The story takes place in an English Channel seacoast town in the 1840's.  Winslet plays Mary Anning, a paleontologist whose discoveries were, and probably still are, on display in the British Museum.  Her discoveries were important and widely acclaimed, but due to the societal mores of Victorian England, she herself was not.  She spends her days combing the  rocky Channel beaches looking for fossils and gathering shells for she and her aging and ailing mother to sell to tourists in their small shop.  It is a lonely, forlorn, and mostly a silent existence.  See what I meant by this not being one that I would normally be inclined to see.

Into her life comes another paleontologist  Roderick Murchison and his wife Charlotte, played by Ronan.  Roderick seeks to learn from Mary before he departs on an expedition of is own, and Charlotte is there, suffering from "melancholia" according to Roddy, and needs the sea air to soothe her and help her recover.  He convinces Mary to allow Charlotte to stay with her while he's gone to assist in her recovery.  Mary has no desire to do so, but Murchison will pay, and she and her Mum could use the money.

Much like Mary, Charlotte too suffers from the repressions towards women in the era.  Mary begrudgingly takes care of her and takes her along on her beach hunts, and soon the two of them find something in each other that is missing in each of their lives

The relationship soon takes on physical aspect and Mary and Charlotte engage in a sexual affair.  The lovemaking scenes between them are quite powerful and erotic.  I wouldn't call them pornographic, but at the same time, I have to say that they might not be to everyone's taste.  You've been warned.
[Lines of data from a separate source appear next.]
//! Account classes and the account record held by the directory.

use std::fmt;
use std::str::FromStr;

use rust_decimal::Decimal;
use saldo_shared::types::AccountId;
use serde::{Deserialize, Serialize};
use thiserror::Error;

/// The five account classes of the chart of accounts.
///
/// The set is closed: persisted or configured class names are parsed once at
/// the boundary and every later decision matches on the enum.
#[derive(Debug, Clone, Copy, PartialEq, Eq, Hash, PartialOrd, Ord, Serialize, Deserialize)]
#[serde(rename_all = "UPPERCASE")]
pub enum AccountClass {
    /// Things the business owns.
    Asset,
    /// Things the business owes.
    Liability,
    /// Owner's residual interest.
    Equity,
    /// Income earned.
    Revenue,
    /// Costs incurred.
    Expense,
}

impl AccountClass {
    /// Every class, in chart order.
    pub const ALL: [Self; 5] = [
        Self::Asset,
        Self::Liability,
        Self::Equity,
        Self::Revenue,
        Self::Expense,
    ];

    /// Which side increases an account of this class.
    #[must_use]
    pub const fn normal_balance(self) -> NormalBalance {
        match self {
            Self::Asset | Self::Expense => NormalBalance::Debit,
            Self::Liability | Self::Equity | Self::Revenue => NormalBalance::Credit,
        }
    }

    /// `+1` for debit-normal classes, `-1` for credit-normal classes.
    #[must_use]
    pub fn normal_sign(self) -> Decimal {
        match self.normal_balance() {
            NormalBalance::Debit => Decimal::ONE,
            NormalBalance::Credit => Decimal::NEGATIVE_ONE,
        }
    }

    /// Upper-case name as persisted.
    #[must_use]
    pub const fn as_str(self) -> &'static str {
        match self {
            Self::Asset => "ASSET",
            Self::Liability => "LIABILITY",
            Self::Equity => "EQUITY",
            Self::Revenue => "REVENUE",
            Self::Expense => "EXPENSE",
        }
    }
}

impl fmt::Display for AccountClass {
    fn fmt(&self, f: &mut fmt::Formatter<'_>) -> fmt::Result {
        f.write_str(self.as_str())
    }
}

/// A class name that is not one of the five account classes.
#[derive(Debug, Clone, PartialEq, Eq, Error)]
#[error("Unknown account class: {0}")]
pub struct UnknownAccountClass(pub String);

impl FromStr for AccountClass {
    type Err = UnknownAccountClass;

    fn from_str(s: &str) -> Result<Self, Self::Err> {
        match s.trim().to_ascii_uppercase().as_str() {
            "ASSET" => Ok(Self::Asset),
            "LIABILITY" => Ok(Self::Liability),
            "EQUITY" => Ok(Self::Equity),
            "REVENUE" => Ok(Self::Revenue),
            "EXPENSE" => Ok(Self::Expense),
            _ => Err(UnknownAccountClass(s.to_string())),
        }
    }
}

/// Debit-normal or credit-normal balance rule.
///
/// - Asset/Expense: balance += debit - credit
/// - Liability/Equity/Revenue: balance += credit - debit
#[derive(Debug, Clone, Copy, PartialEq, Eq, Serialize, Deserialize)]
pub enum NormalBalance {
    /// Debit-normal accounts (Asset, Expense).
    Debit,
    /// Credit-normal accounts (Liability, Equity, Revenue).
    Credit,
}

impl NormalBalance {
    /// Calculates the balance change for a movement.
    #[must_use]
    pub fn balance_change(self, debit: Decimal, credit: Decimal) -> Decimal {
        match self {
            Self::Debit => debit - credit,
            Self::Credit => credit - debit,
        }
    }
}

/// A node of the chart of accounts.
#[derive(Debug, Clone, PartialEq, Eq, Serialize, Deserialize)]
pub struct Account {
    /// Account ID.
    pub id: AccountId,
    /// Human-facing code, unique across the chart.
    pub code: String,
    /// Display name.
    pub name: String,
    /// Account class.
    pub class: AccountClass,
    /// Header accounts aggregate children and accept no lines.
    pub is_header: bool,
    /// Retired accounts stay in the chart but accept no new lines.
    pub is_active: bool,
    /// Parent header, `None` for roots.
    pub parent_id: Option<AccountId>,
}

impl Account {
    /// Creates an active leaf account.
    #[must_use]
    pub fn leaf(code: impl Into<String>, name: impl Into<String>, class: AccountClass) -> Self {
        Self {
            id: AccountId::new(),
            code: code.into(),
            name: name.into(),
            class,
            is_header: false,
            is_active: true,
            parent_id: None,
        }
    }

    /// Creates an active header account.
    #[must_use]
    pub fn header(code: impl Into<String>, name: impl Into<String>, class: AccountClass) -> Self {
        Self {
            is_header: true,
            ..Self::leaf(code, name, class)
        }
    }

    /// Places this account under `parent`.
    #[must_use]
    pub fn under(mut self, parent: &Account) -> Self {
        self.parent_id = Some(parent.id);
        self
    }

    /// Marks this account as retired.
    #[must_use]
    pub fn retired(mut self) -> Self {
        self.is_active = false;
        self
    }

    /// Whether journal lines may reference this account.
    #[must_use]
    pub fn is_postable(&self) -> bool {
        self.is_active && !self.is_header
    }
}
I mentioned that the reason I wanted to see this film was to see Winslet and Ronan together on screen and they did not disappoint.  As always, Saoirse Ronan was terrific, but this movie really belongs to Kate Winslet.  There are long stretches of this movie where the dialog is limited and is often drowned out by background noise (use the subtitles when you stream this one), so the actors need to rely on facial expressions and physical reactions, and, boy, do they pull it off.  Pay attention to Winslet's face in one scene as she sits in a gathering in an upper class parlor when a musical recital is being given.  And watch both of them as Charlotte boards a carriage to leave the little beach town and return to her husband in London.  Both are real WOW moments.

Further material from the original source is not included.